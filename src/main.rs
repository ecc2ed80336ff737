use clap::{Parser, Subcommand};
use sheetbase::cli;
use sheetbase::config::{ServiceConfig, TOKEN_ENV_VAR};
use std::path::PathBuf;
use std::time::Duration;

#[derive(Parser)]
#[command(name = "sheetbase")]
#[command(about = "Hosted spreadsheets as a small database: build, populate, extract.")]
#[command(long_about = "Sheetbase - hosted spreadsheets as a small relational store

COMMANDS:
  build       - Create a spreadsheet from a YAML definition
  populate    - Write CSV seed data and formulas into a spreadsheet
  extract     - Export every formula of a configured system to CSV
  dump        - Write formulas and displayed values side by side
  sheets      - List the sheets of a configured system
  delete-file - Delete a spreadsheet file

EXAMPLES:
  sheetbase build investors.yaml --dry-run      # Show the mutation plan
  sheetbase populate 1AbC... populate.yaml      # Seed an existing spreadsheet
  sheetbase extract bms                         # formula_exports/bms/formulas_<ts>.csv

AUTHENTICATION:
  Pass an OAuth access token with --token or SHEETBASE_ACCESS_TOKEN.
  Acquiring and refreshing the token is left to the caller.")]
#[command(version)]
struct Cli {
    /// OAuth bearer token for the Sheets and Drive APIs
    #[arg(long, global = true, env = TOKEN_ENV_VAR, hide_env_values = true)]
    token: Option<String>,

    /// Systems configuration file (YAML or JSON)
    #[arg(short, long, global = true, default_value = "sheetbase.yaml")]
    config: PathBuf,

    /// Per-request timeout in seconds
    #[arg(long, global = true)]
    timeout: Option<u64>,

    #[command(subcommand)]
    command: Commands,
}

#[derive(Subcommand)]
enum Commands {
    #[command(long_about = "Create a spreadsheet from a YAML definition.

The definition is checked against the bundled JSON Schema and every sheet,
color and validation rule is validated before anything is created.

DEFINITION FORMAT:
  title: Investors DB
  sheets:
    - name: \"[DB] Investors\"
      color: \"#cfe2f3\"
      headers: [Investor_ID, Full_Name, Email]
  validations:
    - sheet: \"[LOGIC] Status\"
      column: A
      source: \"='[DB] Investors'!A2:A\"

Use --dry-run to print the mutation plan without a token.")]
    /// Create a spreadsheet from a YAML definition
    Build {
        /// Path to the definition file
        file: PathBuf,

        /// Build against an in-memory spreadsheet and print the plan
        #[arg(short = 'n', long)]
        dry_run: bool,
    },

    /// Write CSV seed data and formulas into an existing spreadsheet
    Populate {
        /// Spreadsheet id
        spreadsheet_id: String,

        /// Path to the populate file
        file: PathBuf,
    },

    #[command(long_about = "Export every formula of a configured system to CSV.

Sheets are chosen by the system's selection settings: the template sheet
(tagged ' (TEMPLATE)' in the export), then the explicit sheet list, and only
when no template was found, every sheet whose name matches the pattern.

The export lands in <export_dir>/<system>/formulas_<YYYY-MM-DD_HH-MM-SS>.csv.")]
    /// Export every formula of a configured system to CSV
    Extract {
        /// System name from the config file
        system: String,
    },

    /// Write formulas and displayed values of every sheet to a text file
    Dump {
        /// System name from the config file
        system: String,

        /// Output file
        out: PathBuf,
    },

    /// List the sheets of a configured system
    Sheets {
        /// System name from the config file
        system: String,
    },

    /// Delete a spreadsheet file (missing files are reported, not an error)
    DeleteFile {
        /// Drive file id
        file_id: String,
    },
}

fn main() -> anyhow::Result<()> {
    tracing_subscriber::fmt()
        .with_env_filter(
            tracing_subscriber::EnvFilter::try_from_default_env()
                .unwrap_or_else(|_| "sheetbase=info".into()),
        )
        .with_writer(std::io::stderr)
        .init();

    let cli = Cli::parse();

    let service_config = ServiceConfig {
        access_token: cli.token,
        timeout: cli.timeout.map(Duration::from_secs),
        ..ServiceConfig::default()
    };

    let result = match cli.command {
        Commands::Build { file, dry_run } => cli::build(file, dry_run, &service_config),
        Commands::Populate {
            spreadsheet_id,
            file,
        } => cli::populate(spreadsheet_id, file, &service_config),
        Commands::Extract { system } => cli::extract(system, &cli.config, &service_config),
        Commands::Dump { system, out } => cli::dump(system, out, &cli.config, &service_config),
        Commands::Sheets { system } => cli::sheets(system, &cli.config, &service_config),
        Commands::DeleteFile { file_id } => cli::delete_file(file_id, &service_config),
    };
    if let Some(hint) = result.as_ref().err().and_then(cli::failure_hint) {
        eprintln!("hint: {}", hint);
    }
    Ok(result?)
}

=======

▶ What is needed:
Everything in the listing above needs to be copied exactly.

▶ Written answer:
filename src/main.rs
repository ecc2ed80336ff737
use clap::{Parser, Subcommand};
use sheetbase::cli;
use sheetbase::config::{ServiceConfig, TOKEN_ENV_VAR};
use std::path::PathBuf;
use std::time::Duration;

#[derive(Parser)]
#[command(name = "sheetbase")]
#[command(about = "Hosted spreadsheets as a small database: build, populate, extract.")]
#[command(long_about = "Sheetbase - hosted spreadsheets as a small relational store

COMMANDS:
  build       - Create a spreadsheet from a YAML definition
  populate    - Write CSV seed data and formulas into a spreadsheet
  extract     - Export every formula of a configured system to CSV
  dump        - Write formulas and displayed values side by side
  sheets      - List the sheets of a configured system
  delete-file - Delete a spreadsheet file

EXAMPLES:
  sheetbase build investors.yaml --dry-run      # Show the mutation plan
  sheetbase populate 1AbC... populate.yaml      # Seed an existing spreadsheet
  sheetbase extract bms                         # formula_exports/bms/formulas_<ts>.csv

AUTHENTICATION:
  Pass an OAuth access token with --token or SHEETBASE_ACCESS_TOKEN.
  Acquiring and refreshing the token is left to the caller.")]
#[command(version)]
struct Cli {
    /// OAuth bearer token for the Sheets and Drive APIs
    #[arg(long, global = true, env = TOKEN_ENV_VAR, hide_env_values = true)]
    token: Option<String>,

    /// Systems configuration file (YAML or JSON)
    #[arg(short, long, global = true, default_value = "sheetbase.yaml")]
    config: PathBuf,

    /// Per-request timeout in seconds
    #[arg(long, global = true)]
    timeout: Option<u64>,

    #[command(subcommand)]
    command: Commands,
}

#[derive(Subcommand)]
enum Commands {
    #[command(long_about = "Create a spreadsheet from a YAML definition.

The definition is checked against the bundled JSON Schema and every sheet,
color and validation rule is validated before anything is created.

DEFINITION FORMAT:
  title: Investors DB
  sheets:
    - name: \"[DB] Investors\"
      color: \"#cfe2f3\"
      headers: [Investor_ID, Full_Name, Email]
  validations:
    - sheet: \"[LOGIC] Status\"
      column: A
      source: \"='[DB] Investors'!A2:A\"

Use --dry-run to print the mutation plan without a token.")]
    /// Create a spreadsheet from a YAML definition
    Build {
        /// Path to the definition file
        file: PathBuf,

        /// Build against an in-memory spreadsheet and print the plan
        #[arg(short = 'n', long)]
        dry_run: bool,
    },

    /// Write CSV seed data and formulas into an existing spreadsheet
    Populate {
        /// Spreadsheet id
        spreadsheet_id: String,

        /// Path to the populate file
        file: PathBuf,
    },

    #[command(long_about = "Export every formula of a configured system to CSV.

Sheets are chosen by the system's selection settings: the template sheet
(tagged ' (TEMPLATE)' in the export), then the explicit sheet list, and only
when no template was found, every sheet whose name matches the pattern.

The export lands in <export_dir>/<system>/formulas_<YYYY-MM-DD_HH-MM-SS>.csv.")]
    /// Export every formula of a configured system to CSV
    Extract {
        /// System name from the config file
        system: String,
    },

    /// Write formulas and displayed values of every sheet to a text file
    Dump {
        /// System name from the config file
        system: String,

        /// Output file
        out: PathBuf,
    },

    /// List the sheets of a configured system
    Sheets {
        /// System name from the config file
        system: String,
    },

    /// Delete a spreadsheet file (missing files are reported, not an error)
    DeleteFile {
        /// Drive file id
        file_id: String,
    },
}

fn main() -> anyhow::Result<()> {
    tracing_subscriber::fmt()
        .with_env_filter(
            tracing_subscriber::EnvFilter::try_from_default_env()
                .unwrap_or_else(|_| "sheetbase=info".into()),
        )
        .with_writer(std::io::stderr)
        .init();

    let cli = Cli::parse();

    let service_config = ServiceConfig {
        access_token: cli.token,
        timeout: cli.timeout.map(Duration::from_secs),
        ..ServiceConfig::default()
    };

    let result = match cli.command {
        Commands::Build { file, dry_run } => cli::build(file, dry_run, &service_config),
        Commands::Populate {
            spreadsheet_id,
            file,
        } => cli::populate(spreadsheet_id, file, &service_config),
        Commands::Extract { system } => cli::extract(system, &cli.config, &service_config),
        Commands::Dump { system, out } => cli::dump(system, out, &cli.config, &service_config),
        Commands::Sheets { system } => cli::sheets(system, &cli.config, &service_config),
        Commands::DeleteFile { file_id } => cli::delete_file(file_id, &service_config),
    };
    if let Some(hint) = result.as_ref().err().and_then(cli::failure_hint) {
        eprintln!("hint: {}", hint);
    }
    Ok(result?)
}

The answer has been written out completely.